WHAT YOU HAVE TO DO:
Give an exact reproduction of all the lines in the listing.

SOURCE RECORDS:
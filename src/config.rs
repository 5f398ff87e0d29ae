// src/config.rs

use std::{env, sync::Arc, time::Duration};

use anyhow::Context;
use sqlx::{postgres::PgPoolOptions, PgPool};

use crate::{
    db::{AdminRepository, CommunicationRepository, FinanceRepository, MemberRepository, SettingsRepository},
    services::{
        auth::AuthService,
        communication_service::CommunicationService,
        dashboard_service::DashboardService,
        email::{EmailTransport, HttpEmailTransport},
        finance_service::FinanceService,
        member_service::MemberService,
        reminder_service::{CommunicationSink, ReminderCoordinator},
    },
};

#[derive(Debug, Clone)]
pub struct AppConfig {
    pub database_url: String,
    pub jwt_secret: String,
    pub host: String,
    pub port: u16,
    pub upload_dir: String,
    pub public_base_url: String,
    pub email_api_url: String,
    pub email_api_key: Option<String>,
    pub email_from: Option<String>,
    pub whatsapp_stagger_ms: u64,
    pub scheduler_enabled: bool,
    pub scheduler_interval_secs: u64,
    pub pdf_font_dir: String,
    pub bootstrap_owner_email: Option<String>,
    pub bootstrap_owner_password: Option<String>,
}

impl AppConfig {
    pub fn from_env() -> anyhow::Result<Self> {
        let host = env_or("HOST", "0.0.0.0");
        let port = env_parse_or("PORT", 3000);

        Ok(Self {
            database_url: env_required("DATABASE_URL")?,
            jwt_secret: env_required("JWT_SECRET")?,
            public_base_url: env_opt("PUBLIC_BASE_URL")
                .map(|url| url.trim_end_matches('/').to_string())
                .unwrap_or_else(|| format!("http://localhost:{port}")),
            host,
            port,
            upload_dir: env_or("UPLOAD_DIR", "./uploads"),
            email_api_url: env_or("EMAIL_API_URL", "https://api.resend.com/emails"),
            email_api_key: env_opt("EMAIL_API_KEY"),
            email_from: env_opt("EMAIL_FROM"),
            whatsapp_stagger_ms: env_parse_or("WHATSAPP_STAGGER_MS", 1000),
            scheduler_enabled: env_parse_bool_or("REMINDER_SCHEDULER_ENABLED", false),
            scheduler_interval_secs: env_parse_or("REMINDER_SCHEDULER_INTERVAL_SECS", 3600).max(60),
            pdf_font_dir: env_or("PDF_FONT_DIR", "./fonts"),
            bootstrap_owner_email: env_opt("BOOTSTRAP_OWNER_EMAIL"),
            bootstrap_owner_password: env_opt("BOOTSTRAP_OWNER_PASSWORD"),
        })
    }

    pub fn bind_address(&self) -> String {
        format!("{}:{}", self.host, self.port)
    }
}

fn env_opt(key: &str) -> Option<String> {
    env::var(key)
        .ok()
        .map(|value| value.trim().to_string())
        .filter(|value| !value.is_empty())
}

fn env_required(key: &str) -> anyhow::Result<String> {
    env_opt(key).with_context(|| format!("{key} must be set"))
}

fn env_or(key: &str, default: &str) -> String {
    env_opt(key).unwrap_or_else(|| default.to_string())
}

fn env_parse_or<T>(key: &str, default: T) -> T
where
    T: std::str::FromStr + Copy,
{
    env_opt(key)
        .and_then(|raw| raw.parse::<T>().ok())
        .unwrap_or(default)
}

fn env_parse_bool_or(key: &str, default: bool) -> bool {
    parse_bool(env_opt(key).as_deref()).unwrap_or(default)
}

fn parse_bool(raw: Option<&str>) -> Option<bool> {
    match raw.map(str::to_ascii_lowercase).as_deref() {
        Some("1" | "true" | "yes" | "on") => Some(true),
        Some("0" | "false" | "no" | "off") => Some(false),
        _ => None,
    }
}

#[derive(Clone)]
pub struct AppState {
    pub db_pool: PgPool,
    pub config: Arc<AppConfig>,
    pub settings_repo: SettingsRepository,
    pub auth_service: AuthService,
    pub member_service: MemberService,
    pub finance_service: FinanceService,
    pub dashboard_service: DashboardService,
    pub communication_service: CommunicationService,
}

impl AppState {
    pub async fn new(config: AppConfig) -> anyhow::Result<Self> {
        let db_pool = PgPoolOptions::new()
            .max_connections(10)
            .acquire_timeout(Duration::from_secs(3))
            .connect(&config.database_url)
            .await
            .context("could not connect to the database")?;

        tracing::info!("database connection established");

        let admin_repo = AdminRepository::new(db_pool.clone());
        let member_repo = MemberRepository::new(db_pool.clone());
        let finance_repo = FinanceRepository::new(db_pool.clone());
        let settings_repo = SettingsRepository::new(db_pool.clone());
        let communication_repo = CommunicationRepository::new(db_pool.clone());

        let http_client = reqwest::Client::builder()
            .timeout(Duration::from_secs(15))
            .build()
            .context("could not build the HTTP client")?;
        let transport: Arc<dyn EmailTransport> = Arc::new(HttpEmailTransport::new(
            http_client,
            config.email_api_url.clone(),
            config.email_api_key.clone(),
            config.email_from.clone(),
        ));
        let sink: Arc<dyn CommunicationSink> = Arc::new(communication_repo.clone());
        let coordinator = ReminderCoordinator::new(
            transport.clone(),
            sink,
            Duration::from_millis(config.whatsapp_stagger_ms),
        );

        let auth_service = AuthService::new(admin_repo, config.jwt_secret.clone());
        let member_service = MemberService::new(member_repo.clone(), finance_repo.clone());
        let finance_service = FinanceService::new(finance_repo.clone(), member_repo.clone());
        let dashboard_service = DashboardService::new(
            member_repo.clone(),
            finance_repo.clone(),
            settings_repo.clone(),
            config.pdf_font_dir.clone(),
        );
        let communication_service = CommunicationService::new(
            member_repo,
            finance_repo,
            settings_repo.clone(),
            communication_repo,
            coordinator,
            transport,
        );

        Ok(Self {
            db_pool,
            config: Arc::new(config),
            settings_repo,
            auth_service,
            member_service,
            finance_service,
            dashboard_service,
            communication_service,
        })
    }
}

#[cfg(test)]
mod tests {
    use super::*;

    #[test]
    fn bool_flags_accept_common_spellings() {
        assert_eq!(parse_bool(Some("YES")), Some(true));
        assert_eq!(parse_bool(Some("off")), Some(false));
        assert_eq!(parse_bool(Some("maybe")), None);
        assert_eq!(parse_bool(None), None);
    }
}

EXERCISE RESPONSE:
filename src/config.rs
repository 5f398ff87e0d29ae
// src/config.rs

use std::{env, sync::Arc, time::Duration};

use anyhow::Context;
use sqlx::{postgres::PgPoolOptions, PgPool};

use crate::{
    db::{AdminRepository, CommunicationRepository, FinanceRepository, MemberRepository, SettingsRepository},
    services::{
        auth::AuthService,
        communication_service::CommunicationService,
        dashboard_service::DashboardService,
        email::{EmailTransport, HttpEmailTransport},
        finance_service::FinanceService,
        member_service::MemberService,
        reminder_service::{CommunicationSink, ReminderCoordinator},
    },
};

#[derive(Debug, Clone)]
pub struct AppConfig {
    pub database_url: String,
    pub jwt_secret: String,
    pub host: String,
    pub port: u16,
    pub upload_dir: String,
    pub public_base_url: String,
    pub email_api_url: String,
    pub email_api_key: Option<String>,
    pub email_from: Option<String>,
    pub whatsapp_stagger_ms: u64,
    pub scheduler_enabled: bool,
    pub scheduler_interval_secs: u64,
    pub pdf_font_dir: String,
    pub bootstrap_owner_email: Option<String>,
    pub bootstrap_owner_password: Option<String>,
}

impl AppConfig {
    pub fn from_env() -> anyhow::Result<Self> {
        let host = env_or("HOST", "0.0.0.0");
        let port = env_parse_or("PORT", 3000);

        Ok(Self {
            database_url: env_required("DATABASE_URL")?,
            jwt_secret: env_required("JWT_SECRET")?,
            public_base_url: env_opt("PUBLIC_BASE_URL")
                .map(|url| url.trim_end_matches('/').to_string())
                .unwrap_or_else(|| format!("http://localhost:{port}")),
            host,
            port,
            upload_dir: env_or("UPLOAD_DIR", "./uploads"),
            email_api_url: env_or("EMAIL_API_URL", "https://api.resend.com/emails"),
            email_api_key: env_opt("EMAIL_API_KEY"),
            email_from: env_opt("EMAIL_FROM"),
            whatsapp_stagger_ms: env_parse_or("WHATSAPP_STAGGER_MS", 1000),
            scheduler_enabled: env_parse_bool_or("REMINDER_SCHEDULER_ENABLED", false),
            scheduler_interval_secs: env_parse_or("REMINDER_SCHEDULER_INTERVAL_SECS", 3600).max(60),
            pdf_font_dir: env_or("PDF_FONT_DIR", "./fonts"),
            bootstrap_owner_email: env_opt("BOOTSTRAP_OWNER_EMAIL"),
            bootstrap_owner_password: env_opt("BOOTSTRAP_OWNER_PASSWORD"),
        })
    }

    pub fn bind_address(&self) -> String {
        format!("{}:{}", self.host, self.port)
    }
}

fn env_opt(key: &str) -> Option<String> {
    env::var(key)
        .ok()
        .map(|value| value.trim().to_string())
        .filter(|value| !value.is_empty())
}

fn env_required(key: &str) -> anyhow::Result<String> {
    env_opt(key).with_context(|| format!("{key} must be set"))
}

fn env_or(key: &str, default: &str) -> String {
    env_opt(key).unwrap_or_else(|| default.to_string())
}

fn env_parse_or<T>(key: &str, default: T) -> T
where
    T: std::str::FromStr + Copy,
{
    env_opt(key)
        .and_then(|raw| raw.parse::<T>().ok())
        .unwrap_or(default)
}

fn env_parse_bool_or(key: &str, default: bool) -> bool {
    parse_bool(env_opt(key).as_deref()).unwrap_or(default)
}

fn parse_bool(raw: Option<&str>) -> Option<bool> {
    match raw.map(str::to_ascii_lowercase).as_deref() {
        Some("1" | "true" | "yes" | "on") => Some(true),
        Some("0" | "false" | "no" | "off") => Some(false),
        _ => None,
    }
}

#[derive(Clone)]
pub struct AppState {
    pub db_pool: PgPool,
    pub config: Arc<AppConfig>,
    pub settings_repo: SettingsRepository,
    pub auth_service: AuthService,
    pub member_service: MemberService,
    pub finance_service: FinanceService,
    pub dashboard_service: DashboardService,
    pub communication_service: CommunicationService,
}

impl AppState {
    pub async fn new(config: AppConfig) -> anyhow::Result<Self> {
        let db_pool = PgPoolOptions::new()
            .max_connections(10)
            .acquire_timeout(Duration::from_secs(3))
            .connect(&config.database_url)
            .await
            .context("could not connect to the database")?;

        tracing::info!("database connection established");

        let admin_repo = AdminRepository::new(db_pool.clone());
        let member_repo = MemberRepository::new(db_pool.clone());
        let finance_repo = FinanceRepository::new(db_pool.clone());
        let settings_repo = SettingsRepository::new(db_pool.clone());
        let communication_repo = CommunicationRepository::new(db_pool.clone());

        let http_client = reqwest::Client::builder()
            .timeout(Duration::from_secs(15))
            .build()
            .context("could not build the HTTP client")?;
        let transport: Arc<dyn EmailTransport> = Arc::new(HttpEmailTransport::new(
            http_client,
            config.email_api_url.clone(),
            config.email_api_key.clone(),
            config.email_from.clone(),
        ));
        let sink: Arc<dyn CommunicationSink> = Arc::new(communication_repo.clone());
        let coordinator = ReminderCoordinator::new(
            transport.clone(),
            sink,
            Duration::from_millis(config.whatsapp_stagger_ms),
        );

        let auth_service = AuthService::new(admin_repo, config.jwt_secret.clone());
        let member_service = MemberService::new(member_repo.clone(), finance_repo.clone());
        let finance_service = FinanceService::new(finance_repo.clone(), member_repo.clone());
        let dashboard_service = DashboardService::new(
            member_repo.clone(),
            finance_repo.clone(),
            settings_repo.clone(),
            config.pdf_font_dir.clone(),
        );
        let communication_service = CommunicationService::new(
            member_repo,
            finance_repo,
            settings_repo.clone(),
            communication_repo,
            coordinator,
            transport,
        );

        Ok(Self {
            db_pool,
            config: Arc::new(config),
            settings_repo,
            auth_service,
            member_service,
            finance_service,
            dashboard_service,
            communication_service,
        })
    }
}

#[cfg(test)]
mod tests {
    use super::*;

    #[test]
    fn bool_flags_accept_common_spellings() {
        assert_eq!(parse_bool(Some("YES")), Some(true));
        assert_eq!(parse_bool(Some("off")), Some(false));
        assert_eq!(parse_bool(Some("maybe")), None);
        assert_eq!(parse_bool(None), None);
    }
}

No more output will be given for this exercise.